NMR logging tool calibration also strongly benefits from laboratory fluid characterization. Precise measurement of hydrogen relaxation times, fluid viscosities, and pore-size distributions from laboratory NMR experiments ensures accurate selection of field NMR pulse sequences, echo spacing, and data interpretation methods tailored specifically to the reservoir conditions encountered.

Integration of rigorous core and fluid sampling and laboratory calibration procedures into routine operational workflows may implement proactive planning. Pre-drill sampling strategies, clearly defined core handling and preservation protocols, rapid fluid-sample collection, and systematic laboratory analysis scheduling must be standard practice for hydrogen reservoir characterization efforts. Detailed documentation and continuous communication between field operators, logging specialists, and laboratory analysts enable rapid, iterative adjustments to field logging methods based on laboratory feedback, maximizing logging accuracy and interpretative confidence.

In summary, proper core and fluid sampling procedures, combined with laboratory analyses, are indispensable for fine-tuning logging tool calibrations and reducing measurement uncertainty specific to hydrogen-bearing formations. By rigorously integrating laboratory-derived calibration data into multiphysics logging workflows, reservoir-specific logging interpretations become significantly more accurate, predictive, and operationally reliable, greatly enhancing reservoir assessment quality and long-term hydrogen reservoir management.

FIG. 3 illustrates pulsed neutron logging tool 132 disposed in borehole 116. It should be noted, as discussed above, that pulsed neutron logging tool 132 may be disposed on a bottom-hole assembly 118 (e.g., referring to FIG. 1) in a logging while drilling operation or utilized in a wireline operation (e.g., referring to FIG. 2). Additionally, the orientation of pulsed neutron logging tool 132, whether the generator is disposed above or below the detectors, is inconsequential.

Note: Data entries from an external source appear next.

//! Helpers for building `Artifact`s.

use crate::types::{Artifact, Part};
use crate::utils::parts::get_text_parts;
use serde_json::Value;
use uuid::Uuid;

/// An artifact with the given parts and a freshly generated `artifactId`.
pub fn new_artifact(
    parts: Vec<Part>,
    name: impl Into<String>,
    description: Option<impl Into<String>>,
) -> Artifact {
    Artifact {
        artifact_id: Uuid::new_v4().to_string(),
        parts,
        name: Some(name.into()),
        description: description.map(Into::into),
        metadata: None,
        extensions: None,
    }
}

/// An artifact holding a single text part.
pub fn new_text_artifact(
    name: impl Into<String>,
    text: impl Into<String>,
    description: Option<impl Into<String>>,
) -> Artifact {
    new_artifact(
        vec![Part::Text { text: text.into(), metadata: None }],
        name,
        description,
    )
}

/// An artifact holding a single structured-data part.
pub fn new_data_artifact(
    name: impl Into<String>,
    data: Value,
    description: Option<impl Into<String>>,
) -> Artifact {
    new_artifact(vec![Part::Data { data, metadata: None }], name, description)
}

/// Joins the text of every text part in `artifact`, in order.
pub fn get_artifact_text(artifact: &Artifact, delimiter: &str) -> String {
    get_text_parts(&artifact.parts).join(delimiter)
}
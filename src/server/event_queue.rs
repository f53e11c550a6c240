//! Execution Event Queue — a per-request view onto a single `(bus,
//! contextId)` pair, with the A2A completion semantics layered on top of
//! the bus's raw fan-out.
//!
//! Mirrors the pull-based consumption shape the event queue in this
//! crate's lineage used (construct, pull events, `stop()`), adapted from an
//! in-process broadcast buffer to one bound to the Event Bus's per-context
//! subscription.

use std::sync::atomic::{AtomicBool, Ordering};

use tokio::sync::Mutex;
use tracing::{debug, warn};

use crate::types::StreamResponse;

use super::event_bus::{BusMessage, Discontinuity, EventBus};

/// One item produced by [`EventQueue::next_event`].
#[derive(Debug, Clone)]
pub enum QueueItem {
    /// A task-lifecycle event.
    Event(StreamResponse),
    /// A gap notification passed through from the Event Bus.
    Discontinuity(Discontinuity),
}

/// Bounded, per-request consumer of a context's event stream.
///
/// Terminates — and is from then on always empty — after it yields either a
/// standalone `Message` event or a `StatusUpdate` with `final = true`.
pub struct EventQueue {
    bus: std::sync::Arc<EventBus>,
    context_id: String,
    /// When set, events for other `taskId`s sharing this context are
    /// filtered out before being yielded (used by `resubscribe`).
    task_id_filter: Option<String>,
    receiver: Mutex<tokio::sync::broadcast::Receiver<BusMessage>>,
    terminated: AtomicBool,
}

impl EventQueue {
    /// Register a listener on `context_id` via `bus` and return a queue
    /// that yields only events for that context (optionally further
    /// narrowed to `task_id_filter`).
    pub async fn new(
        bus: std::sync::Arc<EventBus>,
        context_id: impl Into<String>,
        task_id_filter: Option<String>,
    ) -> Self {
        let context_id = context_id.into();
        let receiver = bus.on_context(&context_id).await;
        Self {
            bus,
            context_id,
            task_id_filter,
            receiver: Mutex::new(receiver),
            terminated: AtomicBool::new(false),
        }
    }

    /// Pull the next event, or `None` once the queue has terminated.
    ///
    /// Terminates the queue (and unregisters its listener) the moment it
    /// returns a standalone `Message` or a `final = true` `StatusUpdate`;
    /// every subsequent call returns `None` immediately.
    pub async fn next_event(&self) -> Option<QueueItem> {
        if self.terminated.load(Ordering::Acquire) {
            return None;
        }

        loop {
            let mut receiver = self.receiver.lock().await;
            let received = receiver.recv().await;
            drop(receiver);

            match received {
                Ok(BusMessage::Discontinuity(d)) => {
                    return Some(QueueItem::Discontinuity(d));
                }
                Ok(BusMessage::Event(event)) => {
                    if let Some(task_id) = &self.task_id_filter {
                        if event_task_id(&event).as_deref() != Some(task_id.as_str()) {
                            continue;
                        }
                    }
                    if is_final_event(&event) {
                        self.terminate().await;
                    }
                    return Some(QueueItem::Event(event));
                }
                Err(tokio::sync::broadcast::error::RecvError::Lagged(skipped)) => {
                    warn!(
                        context_id = %self.context_id,
                        skipped,
                        "event queue consumer lagged, events dropped"
                    );
                    continue;
                }
                Err(tokio::sync::broadcast::error::RecvError::Closed) => {
                    self.terminate().await;
                    return None;
                }
            }
        }
    }

    /// Force termination: unregisters the listener and makes every further
    /// call to [`next_event`](Self::next_event) return `None`. Idempotent
    /// and safe to call from another task.
    pub async fn stop(&self) {
        self.terminate().await;
    }

    async fn terminate(&self) {
        if !self.terminated.swap(true, Ordering::AcqRel) {
            self.bus.unregister_context(&self.context_id).await;
            debug!(context_id = %self.context_id, "event queue terminated");
        }
    }
}

fn event_task_id(event: &StreamResponse) -> Option<String> {
    match event {
        StreamResponse::Task(t) => Some(t.id.clone()),
        StreamResponse::Message(m) => m.task_id.clone(),
        StreamResponse::StatusUpdate(e) => Some(e.task_id.clone()),
        StreamResponse::ArtifactUpdate(e) => Some(e.task_id.clone()),
    }
}

fn is_final_event(event: &StreamResponse) -> bool {
    match event {
        StreamResponse::Message(_) => true,
        StreamResponse::StatusUpdate(e) => e.r#final,
        _ => false,
    }
}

With continued reference to FIG. 3, pulsed neutron logging tool 132 may comprise an outer housing 300 which may be formed from a heavy metal such as steel, Inconel, etc. Housing 300 may protect the internal devices of pulsed neutron logging tool 132 from the downhole environment that pulsed neutron logging tool 132 may experience in borehole 116. As illustrated, pulsed neutron logging tool 132 may be divided into a generation area 302 and a detection area 304 that are separated by shielding 306. From generation area 302, neutrons may be generated and broadcast into formation 204 (referring to FIG. 2). Detection area 304 may be operated and function to detect gamma rays that may originate from formation 204 naturally or induced by the broadcast of neutrons into formation 204.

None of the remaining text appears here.